Werner Herzog in Salzburg

Foto: Manfred Siebinger

Der berühmte Filmemacher WERNER HERZOG war gestern Montag, den 1. 3. 2004 für ein Kurzseminar auf der Universität Mozarteum. Dabei stellte er auch seinen Dokumentationsfilm 'Little Dieter needs to fly' aus 1997 vor und diskutierte mit den StudentInnen.

Werner Herzog am 5.September 1942, geboren als Werner H. Stipetic,  in den bayerischen Bergen: er wuchs ohne Film, Fernsehen und Telefon auf. Das erste Telefonat führte er mit 11, seine erste Reise unternahm er mit 14, er trampte nach Jugoslawien und Griechenland. Nach seinem Abitur studierte Herzog ab 1961 in München Geschichte, Literatur- und  Theaterwissenschaften, doch er beendete das Studium nie. Nebenbei arbeitete Herzog in einer Stahlfabrik um dann 1962 im zarten Alter von 19 seinen ersten Film HAERAKLES zu produzieren.

Besondere Berühmtheit + Aufsehen erlangte Werner Herzog mit seinen Streifen Aguirre mit Klaus Kinski. Vor allem seine Zusammenarbeit mit dem als unausstehlich geltenden deutschen Star Klaus Kinski machten den Regisseur weltberühmt:  - die Geisel Gottes, Nosferatu und Fitzcarraldo. Die tiefe Freundschaft zu Kinski begann schon im Jugendalter, als die Familie nach München zog: sie teilte sich mit Kinski ein Haus.

Derzeit dreht Herzog in England und Venezuela an einer Dokumentation und auch an anderen Projekten. »Wir, die neue Generation von Filmregisseuren, sind eine vaterlose Generation. Wir sind Waisen. Wir haben nur Großväter, also Murnau, Lang, Pabst, die Generation der zwanziger Jahre«, so Werner Herzog 1982 in seiner Laudatio auf Lotte Eisner, die mit ihren Büchern über »Die dämonische Leinwand« und über Lang und Murnau für Herzog »eine Brücke in einen geschichtlichen, einen kulturgeschichtlichen Zusammenhang geschlagen« hat, der durch den Nationalsozialismus zerstört wurde und den der deutsche Nachkriegsfilm nicht mehr aufsuchte.

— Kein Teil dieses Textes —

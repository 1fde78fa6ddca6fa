use std::{cmp::Ordering, fmt, iter::FusedIterator, str::FromStr};

use crate::{Date, Error, RANGE_SEPARATOR};

/// A half-open run of dates from `start` (inclusive) to `end` (exclusive),
/// `step` days apart.
///
/// The range is a description, not a cursor: every call to [`iter`](Self::iter)
/// starts again from `start`.
#[derive(Debug, Clone, Copy, PartialEq, Eq, Hash)]
pub struct DateRange {
    start: Date,
    end:   Date,
    step:  i64,
}

impl DateRange {
    /// Creates a range of consecutive days.
    ///
    /// # Errors
    /// Returns `Error::InvalidRange` if `end` is before `start`.
    pub fn new(start: Date, end: Date) -> Result<Self, Error> {
        Self::with_step(start, end, 1)
    }

    /// # Errors
    /// Returns `Error::InvalidRange` if `end` is before `start` or `step` is not
    /// positive.
    pub fn with_step(start: Date, end: Date, step: i64) -> Result<Self, Error> {
        if end.epoch_day() < start.epoch_day() {
            return Err(Error::InvalidRange(format!("end {end} is before start {start}")));
        }
        if step <= 0 {
            return Err(Error::InvalidRange(format!("step must be positive, got {step}")));
        }
        Ok(Self { start, end, step })
    }

    /// Returns the first date of the range
    pub const fn start(&self) -> Date {
        self.start
    }

    /// Returns the exclusive end of the range
    pub const fn end(&self) -> Date {
        self.end
    }

    pub const fn step(&self) -> i64 {
        self.step
    }

    /// Number of dates the range yields.
    pub const fn len(&self) -> usize {
        let span = self.end.epoch_day() - self.start.epoch_day();
        // span and step are both non-negative, step non-zero
        ((span + self.step - 1) / self.step) as usize
    }

    pub const fn is_empty(&self) -> bool {
        self.start.epoch_day() == self.end.epoch_day()
    }

    /// Checks if the range yields `date`.
    pub fn contains(&self, date: &Date) -> bool {
        let offset = date.epoch_day() - self.start.epoch_day();
        date.epoch_day() < self.end.epoch_day() && offset >= 0 && offset % self.step == 0
    }

    pub fn iter(&self) -> DatesUntil {
        DatesUntil {
            start:     self.start,
            next:      0,
            remaining: self.len(),
            step:      self.step,
        }
    }
}

impl IntoIterator for DateRange {
    type Item = Date;
    type IntoIter = DatesUntil;

    fn into_iter(self) -> Self::IntoIter {
        self.iter()
    }
}

impl IntoIterator for &DateRange {
    type Item = Date;
    type IntoIter = DatesUntil;

    fn into_iter(self) -> Self::IntoIter {
        self.iter()
    }
}

/// Iterator over the dates of a [`DateRange`].
#[derive(Debug, Clone)]
pub struct DatesUntil {
    start:     Date,
    next:      i64,
    remaining: usize,
    step:      i64,
}

impl Iterator for DatesUntil {
    type Item = Date;

    fn next(&mut self) -> Option<Date> {
        if self.remaining == 0 {
            return None;
        }
        // every yielded day lies before the range end, which is a valid date
        let date = self.start.plus_days(self.next).ok()?;
        self.next += self.step;
        self.remaining -= 1;
        Some(date)
    }

    fn size_hint(&self) -> (usize, Option<usize>) {
        (self.remaining, Some(self.remaining))
    }
}

impl ExactSizeIterator for DatesUntil {}

impl FusedIterator for DatesUntil {}

/// `start/end` for a daily range, `start/end/step` otherwise.
impl fmt::Display for DateRange {
    fn fmt(&self, f: &mut fmt::Formatter<'_>) -> fmt::Result {
        write!(f, "{}{RANGE_SEPARATOR}{}", self.start, self.end)?;
        if self.step != 1 {
            write!(f, "{RANGE_SEPARATOR}{}", self.step)?;
        }
        Ok(())
    }
}

impl FromStr for DateRange {
    type Err = Error;

    fn from_str(s: &str) -> Result<Self, Self::Err> {
        let trimmed = s.trim();
        let parts: Vec<&str> = trimmed.split(RANGE_SEPARATOR).map(str::trim).collect();
        let failure = |message: String| Error::ParseFailure {
            text: s.to_string(),
            position: 0,
            message,
        };

        match parts.as_slice() {
            [start, end] => Self::new(start.parse()?, end.parse()?),
            [start, end, step] => {
                let step = step
                    .parse::<i64>()
                    .map_err(|e| failure(format!("invalid step '{step}': {e}")))?;
                Self::with_step(start.parse()?, end.parse()?, step)
            },
            _ => Err(failure(format!(
                "expected 'start{RANGE_SEPARATOR}end[{RANGE_SEPARATOR}step]', found {} separators",
                parts.len() - 1
            ))),
        }
    }
}

impl PartialOrd for DateRange {
    fn partial_cmp(&self, other: &Self) -> Option<Ordering> {
        Some(self.cmp(other))
    }
}

impl Ord for DateRange {
    fn cmp(&self, other: &Self) -> Ordering {
        // Compare start dates first, then end dates
        match self.start.cmp(&other.start) {
            Ordering::Equal => self.end.cmp(&other.end).then(self.step.cmp(&other.step)),
            ord => ord,
        }
    }
}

Das expressionistische Kino und die Tradition der zwanziger Jahre sind für Herzog als Bezugspunkte so bedeutsam wie für keinen anderen Regisseur des Neuen Deutschen Films.

Mit Nosferatu - Phantom der Nacht (1979) variierte er - als erstes Remake des Neuen Deutschen Films überhaupt - F. W. Murnaus Nosferatu - Eine Symphonie des Grauens (1922); mit seinem bis dato letzten Spielfilm Schrei aus Stein (1991) schloß er bewußt an das von Arnold Fanck geschaffene deutsche Genre des Bergfilms an. Wie der Expressionismus ist Herzog den Momenten des Irrationalen, des Visionären, des Mythisch-Mystischen verbunden, wie Fanck hängt er einem ästhetisch-existentiellen Werkkonzept an, das keine Differenz von Filmkunst und Lebenspraxis zulässt und bereit ist, um der Produktion von »ungesehenen Bildern oder Traumvisionen« (Herzog) willen das eigene Leben und das anderer immer wieder aufs Spiel zu setzen. Mit Fitzcarraldo (1982), einer im südamerikanischen Dschungel entstandenen Großproduktion, ging Herzog für einige Schauspieler und vor allem für etliche Kritiker zu weit. Die Dreharbeiten des Films über einen kunstbesessenen Abenteurer, der sich Mensch und Natur Untertan machen will, nahmen offenbar Züge eines rücksichtslosen Neokolonialismus an. Dies und der Film selbst zogen die Kritik auf sich, Herzog sei einer »faschistoiden Ästhetik« (M. Schneider) verpflichtet, gerade jener Tradition des deutschen Films, die Siegfried Kracauer in seinem gleichnamigen Buch auf die Formel »Von Caligari zu Hitler« brachte.

Werner Herzog ist umstritten wie kein anderer Regisseur des Neuen Deutschen Films. Sein Ruhm entstand nicht in Deutschland, sondern vor allem in Frankreich und in den USA, wo er als der neue »deutsche« Regisseur schlechthin gefeiert wurde, als Visionär der dämonischen Seite der deutschen Seele oder als der »authentischste Erbe der romantischen Tradition in der Gegenwart« (B. Peucker), dessen ästhetischer »Supernaturalismus« (T. Corrigan) die irrationalen, die extremen Dimensionen der Conditio humana beleuchte.